Finally, to quantify the relative importance of each determinant, we predicted the probability of PV occurrence using the continent-specific best-supported models and randomized values for the determinant of concern. We then correlated these predictions with the predictions of the models using the original data, and we computed the relative importance as one minus the Spearman rank correlation coefficient (Thuiller et al 2016). We also created partial dependence plots for important determinants by predicting the probability of occurrence with all determinants set to their mean value except for the determinant of interest. Finally, we used the best-supported models to create for each continent a map displaying the ranked probability of occurrence (PoO) of a PV facility.

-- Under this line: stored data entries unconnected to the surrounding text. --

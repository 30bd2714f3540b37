//! Armstrong number check.

/// Returns true if `n` equals the sum of its digits, each raised to the
/// number of digits.
pub fn is_armstrong_number(n: u32) -> bool {
    let digits: Vec<u64> = n
        .to_string()
        .bytes()
        .map(|b| u64::from(b - b'0'))
        .collect();
    let power = digits.len() as u32;

    // 9^10 * 10 still fits in u64.
    let sum: u64 = digits.iter().map(|d| d.pow(power)).sum();
    sum == u64::from(n)
}
//! Eliud's eggs: count the set bits of a display value.

/// Returns the number of eggs (1 bits) encoded in `display_value`.
pub fn egg_count(display_value: u32) -> u32 {
    display_value.count_ones()
}
//! Dungeons & Dragons character generation.

use serde::Serialize;

use crate::error::ExerciseError;

/// Hitpoints every character starts with before the constitution modifier.
pub const BASE_HITPOINTS: i32 = 10;

/// A source of six-sided die rolls.
pub trait Dice {
    /// Returns a value in `1..=6`.
    fn roll(&mut self) -> Result<u8, ExerciseError>;
}

/// Dice backed by the operating system's random source.
#[derive(Debug, Default, Clone, Copy)]
pub struct OsDice;

impl Dice for OsDice {
    fn roll(&mut self) -> Result<u8, ExerciseError> {
        // 252 is the largest multiple of 6 that fits in a byte; bytes above
        // it are redrawn so every face is equally likely.
        loop {
            let mut byte = [0u8; 1];
            getrandom::fill(&mut byte).map_err(|e| ExerciseError::Random(e.to_string()))?;
            if byte[0] < 252 {
                return Ok(byte[0] % 6 + 1);
            }
        }
    }
}

/// Returns the ability modifier for `score`: `floor((score - 10) / 2)`.
pub fn modifier(score: i32) -> i32 {
    (score - 10).div_euclid(2)
}

/// Rolls four dice and sums the highest three.
pub fn ability<D: Dice + ?Sized>(dice: &mut D) -> Result<i32, ExerciseError> {
    let mut rolls = [0u8; 4];
    for roll in rolls.iter_mut() {
        *roll = dice.roll()?;
    }
    rolls.sort_unstable();
    Ok(rolls[1..].iter().map(|&r| i32::from(r)).sum())
}

/// A character's six abilities and derived hitpoints.
#[derive(Debug, Clone, Copy, PartialEq, Eq, Serialize)]
pub struct Character {
    pub strength: i32,
    pub dexterity: i32,
    pub constitution: i32,
    pub intelligence: i32,
    pub wisdom: i32,
    pub charisma: i32,
    pub hitpoints: i32,
}

impl Character {
    /// Rolls every ability in order: strength, dexterity, constitution,
    /// intelligence, wisdom, charisma.
    pub fn roll<D: Dice + ?Sized>(dice: &mut D) -> Result<Self, ExerciseError> {
        let strength = ability(dice)?;
        let dexterity = ability(dice)?;
        let constitution = ability(dice)?;
        let intelligence = ability(dice)?;
        let wisdom = ability(dice)?;
        let charisma = ability(dice)?;

        Ok(Character {
            strength,
            dexterity,
            constitution,
            intelligence,
            wisdom,
            charisma,
            hitpoints: BASE_HITPOINTS + modifier(constitution),
        })
    }
}
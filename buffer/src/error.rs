//! Error types for buffer operations.

use thiserror::Error;

/// Buffer operation error.
///
/// Every variant signals caller misuse rather than an internal fault, so
/// none of them carry a source error.
#[derive(Debug, Clone, Copy, PartialEq, Eq, Error)]
pub enum BufferError {
    /// Construction was requested with a capacity of zero.
    #[error("invalid capacity: must be greater than 0")]
    InvalidCapacity,
    /// `read` was called on a buffer with no elements.
    #[error("buffer is empty")]
    EmptyBuffer,
    /// `write` was called on a buffer holding `capacity` elements.
    #[error("buffer is full")]
    BufferFull,
}
//! Output utilities for CLI tools.

use std::fmt;
use std::fs::File;
use std::io::Write;
use std::str::FromStr;

use serde::{Deserialize, Serialize};

/// Output format.
#[derive(Debug, Clone, Copy, PartialEq, Eq, Default, Serialize, Deserialize)]
#[serde(rename_all = "lowercase")]
pub enum OutputFormat {
    /// YAML format (default).
    #[default]
    Yaml,
    /// JSON format.
    Json,
}

impl fmt::Display for OutputFormat {
    fn fmt(&self, f: &mut fmt::Formatter<'_>) -> fmt::Result {
        match self {
            OutputFormat::Yaml => write!(f, "yaml"),
            OutputFormat::Json => write!(f, "json"),
        }
    }
}

impl FromStr for OutputFormat {
    type Err = anyhow::Error;

    fn from_str(s: &str) -> Result<Self, Self::Err> {
        match s.to_lowercase().as_str() {
            "yaml" | "yml" => Ok(OutputFormat::Yaml),
            "json" => Ok(OutputFormat::Json),
            other => anyhow::bail!("unknown output format '{}' (expected yaml or json)", other),
        }
    }
}

/// Output configuration.
pub struct Output {
    pub format: OutputFormat,
    pub file: Option<String>,
}

impl Output {
    /// Creates a new output configuration.
    pub fn new(format: OutputFormat, file: Option<String>) -> Self {
        Self { format, file }
    }

    /// Renders `value` in the configured format.
    pub fn render<T: Serialize>(&self, value: &T) -> anyhow::Result<String> {
        let rendered = match self.format {
            OutputFormat::Yaml => serde_yaml::to_string(value)?,
            OutputFormat::Json => serde_json::to_string_pretty(value)?,
        };
        Ok(rendered)
    }

    /// Writes `value` to the output file, or stdout when none is set.
    pub fn write<T: Serialize>(&self, value: &T) -> anyhow::Result<()> {
        let output = self.render(value)?;

        match &self.file {
            Some(path) => {
                let mut file = File::create(path)?;
                file.write_all(output.as_bytes())?;
                tracing::debug!(path = %path, "wrote output file");
            }
            None => {
                println!("{}", output.trim_end());
            }
        }

        Ok(())
    }
}
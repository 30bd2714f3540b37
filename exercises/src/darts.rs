//! Darts scoring.

const INNER_RADIUS: f64 = 1.0;
const MIDDLE_RADIUS: f64 = 5.0;
const OUTER_RADIUS: f64 = 10.0;

/// Scores a dart landing at `(x, y)` on a board centered at the origin.
///
/// | Distance from center | Points |
/// |----------------------|--------|
/// | `<= 1`               | 10     |
/// | `<= 5`               | 5      |
/// | `<= 10`              | 1      |
/// | otherwise            | 0      |
pub fn score(x: f64, y: f64) -> u8 {
    let distance = x.hypot(y);

    if distance <= INNER_RADIUS {
        10
    } else if distance <= MIDDLE_RADIUS {
        5
    } else if distance <= OUTER_RADIUS {
        1
    } else {
        0
    }
}
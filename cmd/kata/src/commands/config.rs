//! Configuration management commands.

use clap::{Args, Subcommand};
use kata_cli::OutputFormat;

use super::{get_config, print_success};
use crate::Cli;

/// Manage CLI configuration.
///
/// Configuration is stored in ~/.kata/kata/config.yaml
#[derive(Args)]
pub struct ConfigCommand {
    #[command(subcommand)]
    command: ConfigSubcommand,
}

#[derive(Subcommand)]
enum ConfigSubcommand {
    /// Set the default buffer capacity
    #[command(name = "set-capacity")]
    SetCapacity {
        /// Capacity (must be greater than 0)
        capacity: usize,
    },
    /// Set the default output format
    #[command(name = "set-output")]
    SetOutput {
        /// yaml or json
        format: String,
    },
    /// View the current configuration
    View,
}

impl ConfigCommand {
    pub fn run(&self, cli: &Cli) -> anyhow::Result<()> {
        match &self.command {
            ConfigSubcommand::SetCapacity { capacity } => {
                let mut cfg = get_config(cli)?;
                cfg.set_default_capacity(*capacity)?;
                print_success(&format!("Default capacity set to {}", capacity));
                Ok(())
            }

            ConfigSubcommand::SetOutput { format } => {
                let format: OutputFormat = format.parse()?;
                let mut cfg = get_config(cli)?;
                cfg.set_output(format)?;
                print_success(&format!("Default output set to {}", format));
                Ok(())
            }

            ConfigSubcommand::View => {
                let cfg = get_config(cli)?;

                println!("Config file: {}", cfg.path().display());
                match cfg.default_capacity {
                    Some(capacity) => println!("Default capacity: {}", capacity),
                    None => println!("Default capacity: (not set)"),
                }
                println!("Output: {}", cfg.output);
                Ok(())
            }
        }
    }
}
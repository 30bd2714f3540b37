//! Helpers shared by the commands.

use kata_cli::{load_config, Config, Output, OutputFormat};

use crate::Cli;

/// Application name used for the config directory.
pub const APP_NAME: &str = "kata";

/// Loads the configuration selected by `--config`.
pub fn get_config(cli: &Cli) -> anyhow::Result<Config> {
    load_config(APP_NAME, cli.config.as_deref())
}

/// Builds the output target; `--json` wins over the configured format.
pub fn get_output(cli: &Cli, cfg: &Config) -> Output {
    let format = if cli.json {
        OutputFormat::Json
    } else {
        cfg.output
    };
    Output::new(format, cli.output.clone())
}

/// Prints a success message.
pub fn print_success(msg: &str) {
    eprintln!("[ok] {}", msg);
}
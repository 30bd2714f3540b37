use thiserror::Error;

/// Errors returned by exercise functions.
#[derive(Debug, Clone, PartialEq, Eq, Error)]
pub enum ExerciseError {
    #[error("at least two colors are required")]
    NotEnoughColors,

    #[error("invalid color: {0}")]
    InvalidColor(String),

    #[error("random source failed: {0}")]
    Random(String),
}
//! CLI commands module.

mod buffer;
mod config;
mod exercise;
mod util;

pub use buffer::BufferCommand;
pub use config::ConfigCommand;
pub use exercise::{
    AcronymCommand, ArmstrongCommand, CryptoSquareCommand, DartsCommand, DndCommand, EggsCommand,
    ResistorCommand, SetCommand, SquaresCommand, TwoFerCommand,
};

pub(crate) use util::*;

2.4. Comparison with PV suitability map in IMAGE

Integrated assessments models (IAMs) use data on PV potential as a key input. The Integrated Model to Assess the Global Environment (IMAGE) is a prime example of such a model (e.g. Köberle et al 2015, Gernaat 2019). The key input for IMAGE are maps of economic potential (i.e. PV potential below a certain cost) at grid level, identifying potentially attractive areas based on optimisation, which are translated into regional cost-supply curves used in energy and climate scenario studies.

  • (a)  
    First, the theoretical potential is computed per grid cell, based on the available amount of solar radiation annually.
  • (b)  
    Then, the geographic potential equals the theoretical potential in areas deemed suitable for PV facility construction. Excluded areas are, for instance, protected reserves, high altitudes and forests (see table S3).
  • (c)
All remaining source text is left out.